Customize your JAMA Network experience by selecting one or more topics from the list below.
Chan PS, Patel MR, Klein LW, et al. Appropriateness of Percutaneous Coronary Intervention. JAMA. 2011;306(1):53–61. doi:10.1001/jama.2011.916
Author Affiliations: Saint Luke's Mid America Heart and Vascular Institute, Kansas City, Missouri (Drs Chan and Spertus and Mr Kennedy); University of Missouri-Kansas City (Drs Chan and Spertus); Duke Clinical Research Institute, Durham, North Carolina (Dr Patel); Rush Medical College and Advocate Illinois Masonic Medical Center, Chicago, Illinois (Dr Klein); Washington University School of Medicine, St Louis, Missouri (Dr Krone); Scott & White Healthcare, Texas A & M College of Medicine, Temple (Dr Dehmer); Veterans Affairs Ann Arbor Health Services Research and Development Center of Excellence and University of Michigan Medical School, Ann Arbor (Dr Nallamothu); Henry Ford Hospital, Detroit, Michigan (Dr Weaver); University of Colorado at Denver, Aurora (Dr Masoudi); Denver Veterans Administration Medical Center, Denver, Colorado (Dr Rumsfeld); Northern California Kaiser Permanente, Oakland (Dr Brindis); and University of California, San Francisco (Dr Brindis).

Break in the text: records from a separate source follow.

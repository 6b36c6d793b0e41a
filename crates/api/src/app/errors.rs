//! Central mapping from dispatch failures to HTTP responses.
//!
//! Every error body has the same shape:
//! `{"error": {"code": "...", "message": "..."}}`.

use axum::{http::StatusCode, response::IntoResponse, Json};

use shopforge_infra::command_dispatcher::DispatchError;

pub fn json_error(
    status: StatusCode,
    code: &'static str,
    message: impl Into<String>,
) -> axum::response::Response {
    (
        status,
        Json(serde_json::json!({
            "error": { "code": code, "message": message.into() },
        })),
    )
        .into_response()
}

pub fn dispatch_error_to_response(err: DispatchError) -> axum::response::Response {
    match err {
        DispatchError::Concurrency(msg) => json_error(StatusCode::CONFLICT, "conflict", msg),
        DispatchError::Conflict(msg) => json_error(StatusCode::CONFLICT, "conflict", msg),
        DispatchError::InsufficientStock {
            requested,
            available,
        } => json_error(
            StatusCode::CONFLICT,
            "insufficient_stock",
            format!("requested {requested} but only {available} in stock"),
        ),
        DispatchError::Validation(msg) => {
            json_error(StatusCode::BAD_REQUEST, "validation_error", msg)
        }
        DispatchError::InvariantViolation(msg) => {
            json_error(StatusCode::UNPROCESSABLE_ENTITY, "invariant_violation", msg)
        }
        DispatchError::Unauthorized => {
            json_error(StatusCode::FORBIDDEN, "unauthorized", "not permitted")
        }
        DispatchError::NotFound => json_error(StatusCode::NOT_FOUND, "not_found", "not found"),
        DispatchError::Deserialize(msg) => {
            json_error(StatusCode::INTERNAL_SERVER_ERROR, "deserialize_error", msg)
        }
        DispatchError::Store(e) => json_error(
            StatusCode::INTERNAL_SERVER_ERROR,
            "store_error",
            format!("{e:?}"),
        ),
        DispatchError::Publish(msg) => json_error(StatusCode::BAD_GATEWAY, "publish_error", msg),
    }
}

Context Despite the widespread use of percutaneous coronary intervention (PCI), the appropriateness of these procedures in contemporary practice is unknown.
Objective To assess the appropriateness of PCI in the United States.
Design, Setting, and Patients Multicenter, prospective study of patients within the National Cardiovascular Data Registry undergoing PCI between July 1, 2009, and September 30, 2010, at 1091 US hospitals. The appropriateness of PCI was adjudicated using the appropriate use criteria for coronary revascularization. Results were stratified by whether the procedure was performed for an acute (ST-segment elevation myocardial infarction, non–ST-segment elevation myocardial infarction, or unstable angina with high-risk features) or nonacute indication.
Main Outcome Measures Proportion of acute and nonacute PCIs classified as appropriate, uncertain, or inappropriate; extent of hospital-level variation in inappropriate procedures.
Results Of 500 154 PCIs, 355 417 (71.1%) were for acute indications (ST-segment elevation myocardial infarction, 103 245 [20.6%]; non–ST-segment elevation myocardial infarction, 105 708 [21.1%]; high-risk unstable angina, 146 464 [29.3%]), and 144 737 (28.9%) for nonacute indications. For acute indications, 350 469 PCIs (98.6%) were classified as appropriate, 1055 (0.3%) as uncertain, and 3893 (1.1%) as inappropriate. For nonacute indications, 72 911 PCIs (50.4%) were classified as appropriate, 54 988 (38.0%) as uncertain, and 16 838 (11.6%) as inappropriate. The majority of inappropriate PCIs for nonacute indications were performed in patients with no angina (53.8%), low-risk ischemia on noninvasive stress testing (71.6%), or suboptimal (≤1 medication) antianginal therapy (95.8%). Furthermore, although variation in the proportion of inappropriate PCI across hospitals was minimal for acute procedures, there was substantial hospital variation for nonacute procedures (median hospital rate for inappropriate PCI, 10.8%; interquartile range, 6.0%-16.7%).
Conclusions In this large contemporary US cohort, nearly all acute PCIs were classified as appropriate. For nonacute indications, however, 12% were classified as inappropriate, with substantial variation across hospitals.